In his book Life at Sea in the Age of Sail, W.R. Thrower has a lot to say on this interesting and rather curious problem. (The reader is warned that Thrower's book is not well sourced and he tends to range all over the place as far as dates go, so caveat emptor):

“...there was the ever-present risk of fire, yet it was impossible to cook without adequate facilities. If a wooden ship caught fire badly, she was almost always destroyed. In those days it was quite a problem, even ashore, to construct fireplaces in wooden houses without danger… At sea, there was not only the problems of building satisfactory fire-proof cooking places in wooden ships but the constant hazards from pitching or rolling. In bad weather the galley fires were always extinguished and might not be relighted for a week or more, which increased the misery on board during a gale since no hot food could be served. When the Centurion under Commodore Anson rounded Cape Horn in 1740 there was no hot food for three weeks.” (Thrower, Sea, p. 37)

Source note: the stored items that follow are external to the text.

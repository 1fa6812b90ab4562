//! GitHub REST implementation of [`RepoClient`].
//!
//! Tree listings, directory listings, and all writes go through the
//! authenticated v3 API. Raw manifest bytes are fetched from the raw host
//! instead, which keeps bulk content retrieval off the API quota.

use async_trait::async_trait;
use base64::engine::general_purpose::STANDARD as BASE64;
use base64::Engine;
use reqwest::{RequestBuilder, StatusCode};
use serde::de::DeserializeOwned;
use serde::Deserialize;
use serde_json::json;
use tracing::warn;

use crate::config::HarvestConfig;
use crate::model::RepoRef;
use crate::traits::{ApiError, DirEntry, RemoteFile, RepoClient, RepoInfo, TreeEntry};

const API_BASE: &str = "https://api.github.com";
const RAW_BASE: &str = "https://raw.githubusercontent.com";
const USER_AGENT: &str = concat!("catalog-harvester/", env!("CARGO_PKG_VERSION"));

pub struct GithubClient {
    http: reqwest::Client,
    token: Option<String>,
}

impl GithubClient {
    pub fn new(config: &HarvestConfig) -> Result<Self, ApiError> {
        let http = reqwest::Client::builder()
            .user_agent(USER_AGENT)
            .timeout(config.request_timeout)
            .build()?;
        Ok(Self {
            http,
            token: config.token.clone(),
        })
    }

    fn authed(&self, builder: RequestBuilder) -> RequestBuilder {
        let builder = builder.header("Accept", "application/vnd.github+json");
        match &self.token {
            Some(token) => builder.bearer_auth(token),
            None => builder,
        }
    }

    async fn get_json<T: DeserializeOwned>(&self, url: String) -> Result<T, ApiError> {
        let context = url.clone();
        match self.get_json_opt(url).await? {
            Some(value) => Ok(value),
            None => Err(ApiError::Status {
                status: 404,
                context,
            }),
        }
    }

    /// GET with 404 mapped to `Ok(None)`.
    async fn get_json_opt<T: DeserializeOwned>(&self, url: String) -> Result<Option<T>, ApiError> {
        let response = self.authed(self.http.get(&url)).send().await?;
        let status = response.status();
        if status == StatusCode::NOT_FOUND {
            return Ok(None);
        }
        if !status.is_success() {
            return Err(ApiError::Status {
                status: status.as_u16(),
                context: url,
            });
        }
        Ok(Some(response.json::<T>().await?))
    }

    async fn put_contents(
        &self,
        repo: &RepoRef,
        path: &str,
        body: serde_json::Value,
        conflict_is_cas_failure: bool,
    ) -> Result<(), ApiError> {
        let url = format!("{API_BASE}/repos/{repo}/contents/{path}");
        let response = self.authed(self.http.put(&url)).json(&body).send().await?;
        let status = response.status();
        if status.is_success() {
            return Ok(());
        }
        if conflict_is_cas_failure
            && (status == StatusCode::CONFLICT || status == StatusCode::UNPROCESSABLE_ENTITY)
        {
            return Err(ApiError::Conflict);
        }
        Err(ApiError::Status {
            status: status.as_u16(),
            context: url,
        })
    }
}

#[derive(Deserialize)]
struct RepoDto {
    id: u64,
    default_branch: String,
}

#[derive(Deserialize)]
struct TreeDto {
    tree: Vec<TreeEntryDto>,
    #[serde(default)]
    truncated: bool,
}

#[derive(Deserialize)]
struct TreeEntryDto {
    path: String,
    #[serde(rename = "type")]
    kind: String,
}

#[derive(Deserialize)]
struct ContentEntryDto {
    name: String,
    path: String,
    #[serde(rename = "type")]
    kind: String,
}

#[derive(Deserialize)]
struct FileDto {
    sha: String,
    content: Option<String>,
}

#[derive(Deserialize)]
struct RefDto {
    object: RefObjectDto,
}

#[derive(Deserialize)]
struct RefObjectDto {
    sha: String,
}

#[async_trait]
impl RepoClient for GithubClient {
    async fn repo_info(&self, repo: &RepoRef) -> Result<RepoInfo, ApiError> {
        let dto: RepoDto = self.get_json(format!("{API_BASE}/repos/{repo}")).await?;
        Ok(RepoInfo {
            id: dto.id,
            default_branch: dto.default_branch,
        })
    }

    async fn recursive_tree(
        &self,
        repo: &RepoRef,
        revision: &str,
    ) -> Result<Vec<TreeEntry>, ApiError> {
        let dto: TreeDto = self
            .get_json(format!(
                "{API_BASE}/repos/{repo}/git/trees/{revision}?recursive=1"
            ))
            .await?;
        if dto.truncated {
            warn!(%repo, "tree listing truncated by the API, deep entries may be missing");
        }
        Ok(dto
            .tree
            .into_iter()
            .map(|e| TreeEntry {
                path: e.path,
                is_blob: e.kind == "blob",
            })
            .collect())
    }

    async fn raw_file(
        &self,
        repo: &RepoRef,
        revision: &str,
        path: &str,
    ) -> Result<Vec<u8>, ApiError> {
        // Deliberately unauthenticated: raw content does not count against
        // the API quota shared with the tree calls.
        let url = format!("{RAW_BASE}/{repo}/{revision}/{path}");
        let response = self.http.get(&url).send().await?;
        let status = response.status();
        if !status.is_success() {
            return Err(ApiError::Status {
                status: status.as_u16(),
                context: url,
            });
        }
        Ok(response.bytes().await?.to_vec())
    }

    async fn list_dir(
        &self,
        repo: &RepoRef,
        revision: &str,
        path: &str,
    ) -> Result<Vec<DirEntry>, ApiError> {
        let entries: Vec<ContentEntryDto> = self
            .get_json(format!(
                "{API_BASE}/repos/{repo}/contents/{path}?ref={revision}"
            ))
            .await?;
        Ok(entries
            .into_iter()
            .map(|e| DirEntry {
                name: e.name,
                path: e.path,
                is_file: e.kind == "file",
            })
            .collect())
    }

    async fn branch_tip(&self, repo: &RepoRef, branch: &str) -> Result<Option<String>, ApiError> {
        let dto: Option<RefDto> = self
            .get_json_opt(format!("{API_BASE}/repos/{repo}/git/ref/heads/{branch}"))
            .await?;
        Ok(dto.map(|r| r.object.sha))
    }

    async fn create_branch(
        &self,
        repo: &RepoRef,
        branch: &str,
        sha: &str,
    ) -> Result<(), ApiError> {
        let url = format!("{API_BASE}/repos/{repo}/git/refs");
        let body = json!({ "ref": format!("refs/heads/{branch}"), "sha": sha });
        let response = self.authed(self.http.post(&url)).json(&body).send().await?;
        let status = response.status();
        if !status.is_success() {
            return Err(ApiError::Status {
                status: status.as_u16(),
                context: url,
            });
        }
        Ok(())
    }

    async fn file_on_branch(
        &self,
        repo: &RepoRef,
        branch: &str,
        path: &str,
    ) -> Result<Option<RemoteFile>, ApiError> {
        let dto: Option<FileDto> = self
            .get_json_opt(format!(
                "{API_BASE}/repos/{repo}/contents/{path}?ref={branch}"
            ))
            .await?;
        let Some(dto) = dto else {
            return Ok(None);
        };
        let encoded = dto
            .content
            .ok_or_else(|| ApiError::Decode(format!("no inline content for '{path}'")))?;
        let cleaned: String = encoded.split_whitespace().collect();
        let content = BASE64
            .decode(cleaned)
            .map_err(|e| ApiError::Decode(e.to_string()))?;
        Ok(Some(RemoteFile {
            content,
            token: dto.sha,
        }))
    }

    async fn create_file(
        &self,
        repo: &RepoRef,
        branch: &str,
        path: &str,
        content: &[u8],
        message: &str,
    ) -> Result<(), ApiError> {
        let body = json!({
            "message": message,
            "content": BASE64.encode(content),
            "branch": branch,
        });
        self.put_contents(repo, path, body, false).await
    }

    async fn update_file(
        &self,
        repo: &RepoRef,
        branch: &str,
        path: &str,
        content: &[u8],
        message: &str,
        token: &str,
    ) -> Result<(), ApiError> {
        let body = json!({
            "message": message,
            "content": BASE64.encode(content),
            "branch": branch,
            "sha": token,
        });
        self.put_contents(repo, path, body, true).await
    }
}
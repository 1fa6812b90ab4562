//! Single-shot run orchestration: seeds → harvest → assemble → publish.

use std::sync::Arc;
use thiserror::Error;
use tracing::info;

use crate::catalog::{assemble, CatalogError};
use crate::config::HarvestConfig;
use crate::harvest::ConcurrentHarvester;
use crate::publish::{PublishError, PublishOutcome, Publisher};
use crate::seeds::{load_tracked_repositories, SeedListError};
use crate::traits::RepoClient;

#[derive(Error, Debug)]
pub enum RunError {
    #[error(transparent)]
    SeedList(#[from] SeedListError),
    #[error(transparent)]
    Catalog(#[from] CatalogError),
    #[error(transparent)]
    Publish(#[from] PublishError),
}

/// What a completed run did.
#[derive(Debug, Clone, Copy, PartialEq, Eq)]
pub struct RunSummary {
    /// Number of records in the assembled catalog.
    pub records: usize,
    /// `None` when publishing was skipped (empty harvest).
    pub outcome: Option<PublishOutcome>,
}

/// Executes one full harvest-and-publish cycle.
///
/// An empty harvest (every repository failed or produced nothing) skips the
/// publish step entirely so a transient outage can never overwrite the
/// previously published catalog with an empty document.
pub async fn run_once(
    client: Arc<dyn RepoClient>,
    config: &HarvestConfig,
) -> Result<RunSummary, RunError> {
    let repos = load_tracked_repositories(client.as_ref(), config).await?;
    info!(tracked = repos.len(), "loaded seed list");

    let harvester = ConcurrentHarvester::new(Arc::clone(&client), config.concurrency);
    let records = harvester.harvest_all(repos).await;
    if records.is_empty() {
        info!("harvest produced no records, leaving published catalog untouched");
        return Ok(RunSummary {
            records: 0,
            outcome: None,
        });
    }

    let count = records.len();
    let document = assemble(records)?;
    let outcome = Publisher::new(client.as_ref(), config)
        .publish(&document)
        .await?;

    Ok(RunSummary {
        records: count,
        outcome: Some(outcome),
    })
}
//! Concurrent fan-out of per-repository harvests.
//!
//! Each tracked repository is one unit of work. Tasks run under a
//! fixed-size permit pool and each returns an owned result; the collector
//! merges successes after completion, so no worker ever touches shared
//! mutable state. Completion order does not matter — records are sorted
//! during assembly.

use std::sync::Arc;
use tokio::sync::Semaphore;
use tokio::task::JoinSet;
use tracing::{info, warn};

use crate::harvest::repository::harvest_repository;
use crate::model::{CatalogRecord, RepoRef};
use crate::traits::RepoClient;

pub struct ConcurrentHarvester {
    client: Arc<dyn RepoClient>,
    semaphore: Arc<Semaphore>,
}

impl ConcurrentHarvester {
    pub fn new(client: Arc<dyn RepoClient>, concurrency: usize) -> Self {
        Self {
            client,
            semaphore: Arc::new(Semaphore::new(concurrency.max(1))),
        }
    }

    /// Harvests every tracked repository, returning the union of all
    /// successfully produced records.
    ///
    /// A failing repository is logged with its identifier and excluded; it
    /// never aborts sibling in-flight or queued work.
    pub async fn harvest_all(&self, repos: Vec<RepoRef>) -> Vec<CatalogRecord> {
        let total = repos.len();
        let mut tasks = JoinSet::new();
        for repo in repos {
            let client = Arc::clone(&self.client);
            let semaphore = Arc::clone(&self.semaphore);
            tasks.spawn(async move {
                let _permit = semaphore.acquire_owned().await;
                let result = harvest_repository(client.as_ref(), &repo).await;
                (repo, result)
            });
        }

        let mut records = Vec::new();
        let mut failed = 0usize;
        while let Some(joined) = tasks.join_next().await {
            match joined {
                Ok((repo, Ok(found))) => {
                    info!(repo = %repo, records = found.len(), "harvested repository");
                    records.extend(found);
                }
                Ok((repo, Err(error))) => {
                    failed += 1;
                    warn!(repo = %repo, %error, "skipping repository");
                }
                Err(error) => {
                    failed += 1;
                    warn!(%error, "harvest task did not complete");
                }
            }
        }

        info!(
            repos = total,
            failed,
            records = records.len(),
            "harvest complete"
        );
        records
    }
}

“Before proper cook-rooms or galleys were constructed, one place where it was deemed safe to have a cooking fire was on top of the ballast. In fact the early cook-rooms were placed over the ballast, though this practice does not seem to have lasted very long, for the surrounding filth made it hardly a good place for preparing food [Note: The ballast often served as the restroom, in rough weather especially. On French ships, Thrower says that dead bodies were also put there.] Obviously somewhere higher in the ship was desirable once a means for adequate fireproofing had been devised. When you think of all the research that was done to discover safe ways of constructing cooking places and fire hearths in wooden houses ashore, how much more difficult must have the problem been at sea. Basically, the principle finally adopted was to arrange a good layer of lime with an air space to insulate brickwork from adjacent timber.

Constructional details of cook-rooms are not available before the middle of the 18th century, but which time the design was established and bricks were used to build a safe room Before brick rooms were built such room were compartments made of timber with brick fireplaces, which was the practice in the early 17th century… In all ships boiling was the routine method of cooking, and a suitable number of specially shaped coppers with lids were provided and deeply set in the brickwork. Over the coppers there was usually a funnel passing through the deckhead to allow steam to escape. No proper ovens could be permitted because of the dangers of over-heating, although various attempts were made as early as the 15th century to provide means of baking.” (Thrower, Sea, p. 37-8)

“It is quite clear that for a couple of centuries or longer the only real baking that a ship’s company would enjoy was done in portable ovens set up ashore when the opportunity arose. Portable ovens were a normal piece of equipment because wet biscuit had to be rebaked periodically. Rather strangely, no regular attempt was made to check by heat treatment the ordinary ravages of weevils and other parasite so common in biscuit.” (Thrower, Sea, p. 38-9)

“Even in smaller ships an oven was sometimes devised, certainly there was one in Captain James Cook’s Endeavor, a ship about which we know so much, but that evidence is that this oven was only used when the ship was anchored.” (Thower, Sea, p. 38)

“Both the bread-room and the powder magazine received special attention owing to the ever-present problem of how best to keep out the damp and, in the case of the bread-room, vermin as well.” (Thrower, Sea, p. 39)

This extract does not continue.